Problem to work on:
When you reach the line containing "mod upstream;" in the data below, begin returning lines exactly as written, and stop once the line containing "use tokio::sync::watch;" has been returned.

Material to process:
- Opening Delimiter -

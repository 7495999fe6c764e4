//! Backend SSH agent access
//!
//! - `Upstream`: location of the real agent and how to reach it
//! - `AgentLink`: one correlated connection to that agent

mod link;
mod upstream;

pub use link::{AgentLink, PendingKind, PendingResponse};
pub use upstream::Upstream;
//! Local agent socket handed to the wrapped command

use crate::error::{Error, Result};
use crate::utils::socket::{prepare_socket_path, set_socket_permissions};
use std::path::{Path, PathBuf};
use std::sync::Arc;
use tokio::net::{UnixListener, UnixStream};
use tokio::sync::watch;
use tracing::{debug, info, trace, warn};

/// Unix socket that looks like an ordinary `SSH_AUTH_SOCK`
pub struct TunnelListener {
    socket_path: PathBuf,
    listener: UnixListener,
}

impl TunnelListener {
    /// Create the socket at `socket_path`
    ///
    /// A stale file at the path is replaced, a symlink is refused, and the
    /// new socket is restricted to its owner.
    pub fn bind<P: AsRef<Path>>(socket_path: P) -> Result<Self> {
        let socket_path = socket_path.as_ref().to_path_buf();
        prepare_socket_path(&socket_path)?;

        let listener = UnixListener::bind(&socket_path).map_err(|e| {
            Error::Socket(format!(
                "Failed to bind to socket at {}: {}",
                socket_path.display(),
                e
            ))
        })?;
        set_socket_permissions(&socket_path)?;

        debug!(path = %socket_path.display(), "Tunnel socket listening");
        Ok(Self {
            socket_path,
            listener,
        })
    }

    pub fn socket_path(&self) -> &Path {
        &self.socket_path
    }

    /// Accept connections until `shutdown_rx` flips to true
    ///
    /// Each connection is handled on its own task. Handler errors end that
    /// connection only.
    pub async fn run<F, Fut>(&self, handler: F, mut shutdown_rx: watch::Receiver<bool>) -> Result<()>
    where
        F: Fn(UnixStream) -> Fut + Send + Sync + 'static,
        Fut: std::future::Future<Output = Result<()>> + Send + 'static,
    {
        let handler = Arc::new(handler);

        loop {
            tokio::select! {
                changed = shutdown_rx.changed() => {
                    if changed.is_err() || *shutdown_rx.borrow() {
                        info!("Tunnel socket shutting down");
                        break;
                    }
                }

                accept_result = self.listener.accept() => {
                    match accept_result {
                        Ok((stream, _addr)) => {
                            trace!("Accepted agent client");
                            let handler = Arc::clone(&handler);
                            tokio::spawn(async move {
                                if let Err(e) = handler(stream).await {
                                    warn!(error = %e, "Tunnel connection closed with error");
                                }
                            });
                        }
                        Err(e) => {
                            warn!(error = %e, "Failed to accept agent client");
                        }
                    }
                }
            }
        }

        Ok(())
    }
}

impl Drop for TunnelListener {
    fn drop(&mut self) {
        match std::fs::remove_file(&self.socket_path) {
            Ok(()) => debug!(path = %self.socket_path.display(), "Removed tunnel socket"),
            Err(e) if e.kind() == std::io::ErrorKind::NotFound => {}
            Err(e) => warn!(
                path = %self.socket_path.display(),
                error = %e,
                "Failed to remove tunnel socket"
            ),
        }
    }
}
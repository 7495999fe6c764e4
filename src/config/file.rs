//! Configuration file discovery and loading

use std::path::{Path, PathBuf};

use super::Config;

/// Configuration file wrapper with path information
#[derive(Debug, Clone)]
pub struct ConfigFile {
    /// Path where the configuration was loaded from, `None` for defaults
    pub path: Option<PathBuf>,

    pub config: Config,
}

impl ConfigFile {
    /// Load `path` if given, else the first file found in the search paths,
    /// else the built-in defaults
    pub fn resolve(path: Option<&Path>) -> crate::Result<Self> {
        match path {
            Some(p) => load_config(p),
            None => match find_config_file() {
                Some(p) => load_config(&p),
                None => Ok(Self {
                    path: None,
                    config: Config::default(),
                }),
            },
        }
    }
}

/// Configuration file search path with description
#[derive(Debug, Clone)]
pub struct ConfigPath {
    pub path: PathBuf,
    /// Human-readable form for display
    pub description: &'static str,
}

const CONFIG_FILE_NAME: &str = "config.toml";

const APP_NAME: &str = "socketauth";

/// Configuration search paths in priority order
///
/// 1. `$XDG_CONFIG_HOME/socketauth/config.toml` (if env var set)
/// 2. `~/Library/Application Support/socketauth/config.toml` (macOS)
/// 3. `~/.config/socketauth/config.toml`
/// 4. `~/.socketauth.toml`
/// 5. `/etc/socketauth/config.toml`
pub fn config_search_paths() -> Vec<ConfigPath> {
    let mut paths = Vec::new();

    if let Ok(xdg) = std::env::var("XDG_CONFIG_HOME")
        && !xdg.is_empty()
    {
        paths.push(ConfigPath {
            path: PathBuf::from(xdg).join(APP_NAME).join(CONFIG_FILE_NAME),
            description: "$XDG_CONFIG_HOME/socketauth/config.toml",
        });
    }

    #[cfg(target_os = "macos")]
    if let Some(home) = dirs::home_dir() {
        paths.push(ConfigPath {
            path: home
                .join("Library/Application Support")
                .join(APP_NAME)
                .join(CONFIG_FILE_NAME),
            description: "~/Library/Application Support/socketauth/config.toml",
        });
    }

    if let Some(home) = dirs::home_dir() {
        let dotconfig = home.join(".config").join(APP_NAME).join(CONFIG_FILE_NAME);
        if !paths.iter().any(|p| p.path == dotconfig) {
            paths.push(ConfigPath {
                path: dotconfig,
                description: "~/.config/socketauth/config.toml",
            });
        }
        paths.push(ConfigPath {
            path: home.join(format!(".{}.toml", APP_NAME)),
            description: "~/.socketauth.toml",
        });
    }

    #[cfg(unix)]
    paths.push(ConfigPath {
        path: PathBuf::from("/etc").join(APP_NAME).join(CONFIG_FILE_NAME),
        description: "/etc/socketauth/config.toml",
    });

    paths
}

/// Find the configuration file in standard locations
pub fn find_config_file() -> Option<PathBuf> {
    for cp in config_search_paths() {
        if cp.path.is_file() {
            tracing::debug!(path = %cp.path.display(), "Found configuration file");
            return Some(cp.path);
        }
    }

    tracing::debug!("No configuration file found in standard locations");
    None
}

/// Load configuration from the specified path
pub fn load_config(path: &Path) -> crate::Result<ConfigFile> {
    tracing::debug!("Loading configuration from: {}", path.display());

    let content = std::fs::read_to_string(path).map_err(|e| {
        crate::Error::Config(format!(
            "Failed to read configuration file '{}': {}",
            path.display(),
            e
        ))
    })?;

    let config: Config = toml::from_str(&content).map_err(|e| {
        crate::Error::Config(format!(
            "Failed to parse configuration file '{}': {}",
            path.display(),
            e
        ))
    })?;

    Ok(ConfigFile {
        path: Some(path.to_path_buf()),
        config,
    })
}
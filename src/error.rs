//! Error types for socketauth

use thiserror::Error;

/// Main error type for socketauth
#[derive(Error, Debug)]
pub enum Error {
    #[error("IO error: {0}")]
    Io(#[from] std::io::Error),

    #[error("Protocol error: {0}")]
    Protocol(String),

    #[error("Invalid message: {0}")]
    InvalidMessage(String),

    /// A response did not match the request it was paired with
    #[error("Correlation error: {0}")]
    Correlation(String),

    #[error("Configuration error: {0}")]
    Config(String),

    #[error("Scope error: {0}")]
    Scope(String),

    #[error("JSON error: {0}")]
    Json(#[from] serde_json::Error),

    #[error("HTTP error: {0}")]
    Http(#[from] reqwest::Error),

    /// The HTTP leg of the tunnel failed (bad status, oversized body, timeout)
    #[error("Tunnel error: {0}")]
    Tunnel(String),

    #[error("Upstream agent not available: {0}")]
    UpstreamNotAvailable(String),

    #[error("Upstream agent closed the connection")]
    UpstreamClosed,

    #[error("Request cancelled before the agent responded")]
    Cancelled,

    #[error("Socket error: {0}")]
    Socket(String),

    #[error("{0}")]
    Other(String),
}

/// Result type alias using our Error type
pub type Result<T> = std::result::Result<T, Error>;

- Closing Delimiter -

Solution for this task:
mod upstream;

pub use link::{AgentLink, PendingKind, PendingResponse};
pub use upstream::Upstream;
//! Local agent socket handed to the wrapped command

use crate::error::{Error, Result};
use crate::utils::socket::{prepare_socket_path, set_socket_permissions};
use std::path::{Path, PathBuf};
use std::sync::Arc;
use tokio::net::{UnixListener, UnixStream};
use tokio::sync::watch;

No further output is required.